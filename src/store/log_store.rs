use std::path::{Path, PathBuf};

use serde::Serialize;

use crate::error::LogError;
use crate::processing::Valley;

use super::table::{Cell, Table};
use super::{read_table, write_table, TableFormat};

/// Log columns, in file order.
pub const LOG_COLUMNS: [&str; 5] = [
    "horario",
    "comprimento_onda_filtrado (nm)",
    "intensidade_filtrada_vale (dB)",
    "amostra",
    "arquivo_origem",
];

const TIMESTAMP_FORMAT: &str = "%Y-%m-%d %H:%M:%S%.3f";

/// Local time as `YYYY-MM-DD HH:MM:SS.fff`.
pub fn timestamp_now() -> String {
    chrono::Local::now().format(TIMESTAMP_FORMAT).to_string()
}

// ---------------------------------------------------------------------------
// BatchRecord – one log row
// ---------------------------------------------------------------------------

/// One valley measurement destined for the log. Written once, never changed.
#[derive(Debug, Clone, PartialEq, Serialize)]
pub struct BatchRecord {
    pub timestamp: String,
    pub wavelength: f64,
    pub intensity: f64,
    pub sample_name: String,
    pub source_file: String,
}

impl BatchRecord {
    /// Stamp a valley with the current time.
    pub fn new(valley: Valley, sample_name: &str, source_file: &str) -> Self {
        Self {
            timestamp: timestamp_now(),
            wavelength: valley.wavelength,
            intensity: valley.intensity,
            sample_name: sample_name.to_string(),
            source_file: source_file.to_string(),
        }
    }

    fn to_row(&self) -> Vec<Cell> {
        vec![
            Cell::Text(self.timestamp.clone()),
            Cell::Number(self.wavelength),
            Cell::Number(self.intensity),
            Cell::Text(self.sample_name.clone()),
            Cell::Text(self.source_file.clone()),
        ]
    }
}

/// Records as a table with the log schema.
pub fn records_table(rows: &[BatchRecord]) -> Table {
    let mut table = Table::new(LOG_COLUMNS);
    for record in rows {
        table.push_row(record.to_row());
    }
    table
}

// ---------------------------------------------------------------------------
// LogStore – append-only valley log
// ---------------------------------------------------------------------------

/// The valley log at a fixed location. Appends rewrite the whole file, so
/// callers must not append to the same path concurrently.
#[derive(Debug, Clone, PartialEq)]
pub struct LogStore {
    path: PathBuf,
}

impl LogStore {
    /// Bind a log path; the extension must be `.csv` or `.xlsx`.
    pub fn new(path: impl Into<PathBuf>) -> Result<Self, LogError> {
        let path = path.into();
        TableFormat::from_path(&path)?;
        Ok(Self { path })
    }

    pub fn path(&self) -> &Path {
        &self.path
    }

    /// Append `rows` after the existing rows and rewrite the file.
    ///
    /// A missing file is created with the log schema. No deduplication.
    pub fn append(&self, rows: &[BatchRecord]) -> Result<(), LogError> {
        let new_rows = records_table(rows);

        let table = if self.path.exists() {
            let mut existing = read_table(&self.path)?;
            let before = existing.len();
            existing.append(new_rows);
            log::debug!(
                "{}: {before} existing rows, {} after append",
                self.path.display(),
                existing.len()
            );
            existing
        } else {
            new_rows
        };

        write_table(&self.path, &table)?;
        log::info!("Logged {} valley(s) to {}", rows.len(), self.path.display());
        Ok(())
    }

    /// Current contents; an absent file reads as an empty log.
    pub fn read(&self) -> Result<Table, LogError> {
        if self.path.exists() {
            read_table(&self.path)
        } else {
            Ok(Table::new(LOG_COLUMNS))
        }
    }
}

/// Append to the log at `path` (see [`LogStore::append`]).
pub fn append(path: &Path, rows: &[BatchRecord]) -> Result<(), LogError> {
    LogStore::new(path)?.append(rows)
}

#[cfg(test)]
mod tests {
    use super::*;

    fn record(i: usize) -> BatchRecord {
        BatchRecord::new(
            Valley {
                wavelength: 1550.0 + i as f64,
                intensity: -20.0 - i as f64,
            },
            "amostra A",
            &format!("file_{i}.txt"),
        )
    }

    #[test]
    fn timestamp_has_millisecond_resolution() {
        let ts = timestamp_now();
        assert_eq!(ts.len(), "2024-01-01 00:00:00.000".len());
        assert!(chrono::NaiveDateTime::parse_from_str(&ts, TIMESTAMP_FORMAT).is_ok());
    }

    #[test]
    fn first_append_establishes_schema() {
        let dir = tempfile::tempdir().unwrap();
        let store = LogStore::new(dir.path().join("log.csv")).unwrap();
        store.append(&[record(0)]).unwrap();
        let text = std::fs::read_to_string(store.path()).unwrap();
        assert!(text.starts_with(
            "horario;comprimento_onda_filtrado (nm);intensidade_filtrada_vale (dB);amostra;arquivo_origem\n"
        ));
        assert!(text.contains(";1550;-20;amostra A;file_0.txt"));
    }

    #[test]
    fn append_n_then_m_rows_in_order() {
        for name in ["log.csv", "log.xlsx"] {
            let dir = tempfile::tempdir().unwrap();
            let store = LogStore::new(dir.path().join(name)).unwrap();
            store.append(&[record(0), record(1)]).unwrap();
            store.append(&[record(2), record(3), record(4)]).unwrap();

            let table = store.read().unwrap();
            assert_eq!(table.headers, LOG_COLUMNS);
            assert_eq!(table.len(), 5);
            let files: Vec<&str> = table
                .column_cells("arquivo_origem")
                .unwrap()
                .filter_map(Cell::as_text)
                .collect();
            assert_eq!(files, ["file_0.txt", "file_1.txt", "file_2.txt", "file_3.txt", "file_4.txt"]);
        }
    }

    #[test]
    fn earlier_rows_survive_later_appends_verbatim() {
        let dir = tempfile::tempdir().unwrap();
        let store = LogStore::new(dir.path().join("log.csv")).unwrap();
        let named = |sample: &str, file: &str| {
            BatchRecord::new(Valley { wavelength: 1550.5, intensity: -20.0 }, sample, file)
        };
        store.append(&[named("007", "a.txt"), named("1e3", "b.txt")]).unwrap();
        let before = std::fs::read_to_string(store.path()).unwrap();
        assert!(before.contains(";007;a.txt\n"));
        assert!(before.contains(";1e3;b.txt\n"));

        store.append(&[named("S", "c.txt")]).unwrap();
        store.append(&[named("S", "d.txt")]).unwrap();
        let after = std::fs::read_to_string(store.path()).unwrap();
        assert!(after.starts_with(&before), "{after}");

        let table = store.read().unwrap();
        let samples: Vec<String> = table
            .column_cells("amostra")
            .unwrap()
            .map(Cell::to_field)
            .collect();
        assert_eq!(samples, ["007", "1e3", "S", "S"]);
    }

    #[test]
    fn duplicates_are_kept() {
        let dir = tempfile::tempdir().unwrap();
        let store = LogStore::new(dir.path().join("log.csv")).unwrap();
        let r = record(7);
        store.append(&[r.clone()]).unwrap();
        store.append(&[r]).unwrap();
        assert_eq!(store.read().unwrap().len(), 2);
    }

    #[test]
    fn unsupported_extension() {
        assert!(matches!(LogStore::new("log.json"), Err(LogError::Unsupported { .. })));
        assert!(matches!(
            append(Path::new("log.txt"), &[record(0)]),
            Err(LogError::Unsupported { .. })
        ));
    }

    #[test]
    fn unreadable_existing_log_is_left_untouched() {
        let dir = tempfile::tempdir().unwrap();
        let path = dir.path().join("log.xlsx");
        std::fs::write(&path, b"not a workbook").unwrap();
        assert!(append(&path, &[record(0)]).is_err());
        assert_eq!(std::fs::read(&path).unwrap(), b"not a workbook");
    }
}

TASK TO CARRY OUT:
The answer must be the complete set of entries, retyped exactly.

OUTPUT OF THE TASK:
filename src/store/log_store.rs
use std::path::{Path, PathBuf};

use serde::Serialize;

use crate::error::LogError;
use crate::processing::Valley;

use super::table::{Cell, Table};
use super::{read_table, write_table, TableFormat};

/// Log columns, in file order.
pub const LOG_COLUMNS: [&str; 5] = [
    "horario",
    "comprimento_onda_filtrado (nm)",
    "intensidade_filtrada_vale (dB)",
    "amostra",
    "arquivo_origem",
];

const TIMESTAMP_FORMAT: &str = "%Y-%m-%d %H:%M:%S%.3f";

/// Local time as `YYYY-MM-DD HH:MM:SS.fff`.
pub fn timestamp_now() -> String {
    chrono::Local::now().format(TIMESTAMP_FORMAT).to_string()
}

// ---------------------------------------------------------------------------
// BatchRecord – one log row
// ---------------------------------------------------------------------------

/// One valley measurement destined for the log. Written once, never changed.
#[derive(Debug, Clone, PartialEq, Serialize)]
pub struct BatchRecord {
    pub timestamp: String,
    pub wavelength: f64,
    pub intensity: f64,
    pub sample_name: String,
    pub source_file: String,
}

impl BatchRecord {
    /// Stamp a valley with the current time.
    pub fn new(valley: Valley, sample_name: &str, source_file: &str) -> Self {
        Self {
            timestamp: timestamp_now(),
            wavelength: valley.wavelength,
            intensity: valley.intensity,
            sample_name: sample_name.to_string(),
            source_file: source_file.to_string(),
        }
    }

    fn to_row(&self) -> Vec<Cell> {
        vec![
            Cell::Text(self.timestamp.clone()),
            Cell::Number(self.wavelength),
            Cell::Number(self.intensity),
            Cell::Text(self.sample_name.clone()),
            Cell::Text(self.source_file.clone()),
        ]
    }
}

/// Records as a table with the log schema.
pub fn records_table(rows: &[BatchRecord]) -> Table {
    let mut table = Table::new(LOG_COLUMNS);
    for record in rows {
        table.push_row(record.to_row());
    }
    table
}

// ---------------------------------------------------------------------------
// LogStore – append-only valley log
// ---------------------------------------------------------------------------

/// The valley log at a fixed location. Appends rewrite the whole file, so
/// callers must not append to the same path concurrently.
#[derive(Debug, Clone, PartialEq)]
pub struct LogStore {
    path: PathBuf,
}

impl LogStore {
    /// Bind a log path; the extension must be `.csv` or `.xlsx`.
    pub fn new(path: impl Into<PathBuf>) -> Result<Self, LogError> {
        let path = path.into();
        TableFormat::from_path(&path)?;
        Ok(Self { path })
    }

    pub fn path(&self) -> &Path {
        &self.path
    }

    /// Append `rows` after the existing rows and rewrite the file.
    ///
    /// A missing file is created with the log schema. No deduplication.
    pub fn append(&self, rows: &[BatchRecord]) -> Result<(), LogError> {
        let new_rows = records_table(rows);

        let table = if self.path.exists() {
            let mut existing = read_table(&self.path)?;
            let before = existing.len();
            existing.append(new_rows);
            log::debug!(
                "{}: {before} existing rows, {} after append",
                self.path.display(),
                existing.len()
            );
            existing
        } else {
            new_rows
        };

        write_table(&self.path, &table)?;
        log::info!("Logged {} valley(s) to {}", rows.len(), self.path.display());
        Ok(())
    }

    /// Current contents; an absent file reads as an empty log.
    pub fn read(&self) -> Result<Table, LogError> {
        if self.path.exists() {
            read_table(&self.path)
        } else {
            Ok(Table::new(LOG_COLUMNS))
        }
    }
}

/// Append to the log at `path` (see [`LogStore::append`]).
pub fn append(path: &Path, rows: &[BatchRecord]) -> Result<(), LogError> {
    LogStore::new(path)?.append(rows)
}

#[cfg(test)]
mod tests {
    use super::*;

    fn record(i: usize) -> BatchRecord {
        BatchRecord::new(
            Valley {
                wavelength: 1550.0 + i as f64,
                intensity: -20.0 - i as f64,
            },
            "amostra A",
            &format!("file_{i}.txt"),
        )
    }

    #[test]
    fn timestamp_has_millisecond_resolution() {
        let ts = timestamp_now();
        assert_eq!(ts.len(), "2024-01-01 00:00:00.000".len());
        assert!(chrono::NaiveDateTime::parse_from_str(&ts, TIMESTAMP_FORMAT).is_ok());
    }

    #[test]
    fn first_append_establishes_schema() {
        let dir = tempfile::tempdir().unwrap();
        let store = LogStore::new(dir.path().join("log.csv")).unwrap();
        store.append(&[record(0)]).unwrap();
        let text = std::fs::read_to_string(store.path()).unwrap();
        assert!(text.starts_with(
            "horario;comprimento_onda_filtrado (nm);intensidade_filtrada_vale (dB);amostra;arquivo_origem\n"
        ));
        assert!(text.contains(";1550;-20;amostra A;file_0.txt"));
    }

    #[test]
    fn append_n_then_m_rows_in_order() {
        for name in ["log.csv", "log.xlsx"] {
            let dir = tempfile::tempdir().unwrap();
            let store = LogStore::new(dir.path().join(name)).unwrap();
            store.append(&[record(0), record(1)]).unwrap();
            store.append(&[record(2), record(3), record(4)]).unwrap();

            let table = store.read().unwrap();
            assert_eq!(table.headers, LOG_COLUMNS);
            assert_eq!(table.len(), 5);
            let files: Vec<&str> = table
                .column_cells("arquivo_origem")
                .unwrap()
                .filter_map(Cell::as_text)
                .collect();
            assert_eq!(files, ["file_0.txt", "file_1.txt", "file_2.txt", "file_3.txt", "file_4.txt"]);
        }
    }

    #[test]
    fn earlier_rows_survive_later_appends_verbatim() {
        let dir = tempfile::tempdir().unwrap();
        let store = LogStore::new(dir.path().join("log.csv")).unwrap();
        let named = |sample: &str, file: &str| {
            BatchRecord::new(Valley { wavelength: 1550.5, intensity: -20.0 }, sample, file)
        };
        store.append(&[named("007", "a.txt"), named("1e3", "b.txt")]).unwrap();
        let before = std::fs::read_to_string(store.path()).unwrap();
        assert!(before.contains(";007;a.txt\n"));
        assert!(before.contains(";1e3;b.txt\n"));

        store.append(&[named("S", "c.txt")]).unwrap();
        store.append(&[named("S", "d.txt")]).unwrap();
        let after = std::fs::read_to_string(store.path()).unwrap();
        assert!(after.starts_with(&before), "{after}");

        let table = store.read().unwrap();
        let samples: Vec<String> = table
            .column_cells("amostra")
            .unwrap()
            .map(Cell::to_field)
            .collect();
        assert_eq!(samples, ["007", "1e3", "S", "S"]);
    }

    #[test]
    fn duplicates_are_kept() {
        let dir = tempfile::tempdir().unwrap();
        let store = LogStore::new(dir.path().join("log.csv")).unwrap();
        let r = record(7);
        store.append(&[r.clone()]).unwrap();
        store.append(&[r]).unwrap();
        assert_eq!(store.read().unwrap().len(), 2);
    }

    #[test]
    fn unsupported_extension() {
        assert!(matches!(LogStore::new("log.json"), Err(LogError::Unsupported { .. })));
        assert!(matches!(
            append(Path::new("log.txt"), &[record(0)]),
            Err(LogError::Unsupported { .. })
        ));
    }

    #[test]
    fn unreadable_existing_log_is_left_untouched() {
        let dir = tempfile::tempdir().unwrap();
        let path = dir.path().join("log.xlsx");
        std::fs::write(&path, b"not a workbook").unwrap();
        assert!(append(&path, &[record(0)]).is_err());
        assert_eq!(std::fs::read(&path).unwrap(), b"not a workbook");
    }
}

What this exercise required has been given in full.